Requirement>
An exact transcription of the lines below, from the first through the one containing "the caller |", is the only output wanted.
--- Given entries Enclosed Below ---
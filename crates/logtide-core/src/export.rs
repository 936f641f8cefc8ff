//! Export — write a view to a plain-text file.
//!
//! One line per entry, in view order:
//!
//! ```text
//! 2024-01-15 10:30:00.123 [ERROR] Database connection error
//! ```
//!
//! Timestamps are UTC. Embedded newlines in a message are written as `\n`
//! so every entry stays on one line.

use crate::error::ExportError;
use crate::types::LogEntry;
use std::fs::File;
use std::io::{BufWriter, Write};
use std::path::Path;
use std::sync::Arc;

pub fn format_line(entry: &LogEntry) -> String {
    let message = entry.message.trim_end_matches(['\r', '\n']).replace('\n', "\\n");
    format!(
        "{} [{}] {}",
        entry.ts.format("%Y-%m-%d %H:%M:%S%.3f"),
        entry.level,
        message
    )
}

/// Write `entries` to `out`. Returns the number of lines written.
pub fn write_entries<'a, W, I>(out: &mut W, entries: I) -> std::io::Result<usize>
where
    W: Write,
    I: IntoIterator<Item = &'a Arc<LogEntry>>,
{
    let mut lines = 0;
    for entry in entries {
        writeln!(out, "{}", format_line(entry))?;
        lines += 1;
    }
    Ok(lines)
}

/// Create (or truncate) `path` and write `entries` to it.
pub fn export_to_file<'a, I>(path: &Path, entries: I) -> Result<usize, ExportError>
where
    I: IntoIterator<Item = &'a Arc<LogEntry>>,
{
    let io_err = |source: std::io::Error| ExportError::Io {
        path: path.to_path_buf(),
        source,
    };
    let file = File::create(path).map_err(io_err)?;
    let mut out = BufWriter::new(file);
    let lines = write_entries(&mut out, entries).map_err(io_err)?;
    out.flush().map_err(io_err)?;
    Ok(lines)
}
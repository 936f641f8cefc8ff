//! Error taxonomy.
//!
//! Each class maps to one handling policy:
//!
//! | Error | Policy |
//! |-------|--------|
//! | [`ConfigurationError`] | status message, operation aborted, no retry |
//! | [`FetchError`] | logged with group/stream context, stream skipped |
//! | [`IndexError`] | logged, entry stays visible through the plain filter |
//! | [`ExportError`] | returned to the caller |

use std::path::PathBuf;
use std::time::Duration;

/// A remote source was selected but cannot be activated.
#[derive(Debug, thiserror::Error, PartialEq, Eq)]
pub enum ConfigurationError {
    #[error("no remote log client available for source {source_name}")]
    NoRemoteClient { source_name: String },
    #[error("no active log group for source {source_name}")]
    NoActiveGroup { source_name: String },
}

/// A remote list/get call failed.
#[derive(Debug, thiserror::Error)]
pub enum FetchError {
    #[error("{0}")]
    Backend(String),
    #[error("request timed out after {0:?}")]
    Timeout(Duration),
    /// The caller's cancellation token fired. Never surfaced to the user.
    #[error("request cancelled")]
    Cancelled,
    #[error("log group {group}: {source}")]
    Group {
        group: String,
        #[source]
        source: Box<FetchError>,
    },
    #[error("log group {group}, stream {stream}: {source}")]
    Stream {
        group: String,
        stream: String,
        #[source]
        source: Box<FetchError>,
    },
}

impl FetchError {
    pub fn backend(message: impl Into<String>) -> Self {
        FetchError::Backend(message.into())
    }

    /// Annotate with the log group the call was made against.
    pub fn in_group(self, group: &str) -> Self {
        FetchError::Group {
            group: group.to_string(),
            source: Box::new(self),
        }
    }

    /// Annotate with the (group, stream) the call was made against.
    pub fn in_stream(self, group: &str, stream: &str) -> Self {
        FetchError::Stream {
            group: group.to_string(),
            stream: stream.to_string(),
            source: Box::new(self),
        }
    }

    /// True when this error (or the error it wraps) is a deliberate stop.
    pub fn is_cancelled(&self) -> bool {
        match self {
            FetchError::Cancelled => true,
            FetchError::Group { source, .. } | FetchError::Stream { source, .. } => {
                source.is_cancelled()
            }
            _ => false,
        }
    }
}

/// Indexing or index query failure.
#[derive(Debug, thiserror::Error, PartialEq, Eq)]
pub enum IndexError {
    #[error("search index is not running")]
    Unavailable,
    #[error("invalid query: {0}")]
    Query(String),
}

/// Writing an export file failed.
#[derive(Debug, thiserror::Error)]
pub enum ExportError {
    #[error("no source selected")]
    NoSource,
    #[error("failed to write {}: {source}", path.display())]
    Io {
        path: PathBuf,
        #[source]
        source: std::io::Error,
    },
}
--- End of Enclosed Given entries ---
Exercise response>
filename crates/logtide-core/src/export.rs
repository 936f641f8cefc8ff
//! Export — write a view to a plain-text file.
//!
//! One line per entry, in view order:
//!
//! ```text
//! 2024-01-15 10:30:00.123 [ERROR] Database connection error
//! ```
//!
//! Timestamps are UTC. Embedded newlines in a message are written as `\n`
//! so every entry stays on one line.

use crate::error::ExportError;
use crate::types::LogEntry;
use std::fs::File;
use std::io::{BufWriter, Write};
use std::path::Path;
use std::sync::Arc;

pub fn format_line(entry: &LogEntry) -> String {
    let message = entry.message.trim_end_matches(['\r', '\n']).replace('\n', "\\n");
    format!(
        "{} [{}] {}",
        entry.ts.format("%Y-%m-%d %H:%M:%S%.3f"),
        entry.level,
        message
    )
}

/// Write `entries` to `out`. Returns the number of lines written.
pub fn write_entries<'a, W, I>(out: &mut W, entries: I) -> std::io::Result<usize>
where
    W: Write,
    I: IntoIterator<Item = &'a Arc<LogEntry>>,
{
    let mut lines = 0;
    for entry in entries {
        writeln!(out, "{}", format_line(entry))?;
        lines += 1;
    }
    Ok(lines)
}

/// Create (or truncate) `path` and write `entries` to it.
pub fn export_to_file<'a, I>(path: &Path, entries: I) -> Result<usize, ExportError>
where
    I: IntoIterator<Item = &'a Arc<LogEntry>>,
{
    let io_err = |source: std::io::Error| ExportError::Io {
        path: path.to_path_buf(),
        source,
    };
    let file = File::create(path).map_err(io_err)?;
    let mut out = BufWriter::new(file);
    let lines = write_entries(&mut out, entries).map_err(io_err)?;
    out.flush().map_err(io_err)?;
    Ok(lines)
}
repository 936f641f8cefc8ff
//! Error taxonomy.
//!
//! Each class maps to one handling policy:
//!
//! | Error | Policy |
//! |-------|--------|
//! | [`ConfigurationError`] | status message, operation aborted, no retry |
//! | [`FetchError`] | logged with group/stream context, stream skipped |
//! | [`IndexError`] | logged, entry stays visible through the plain filter |
//! | [`ExportError`] | returned to the caller |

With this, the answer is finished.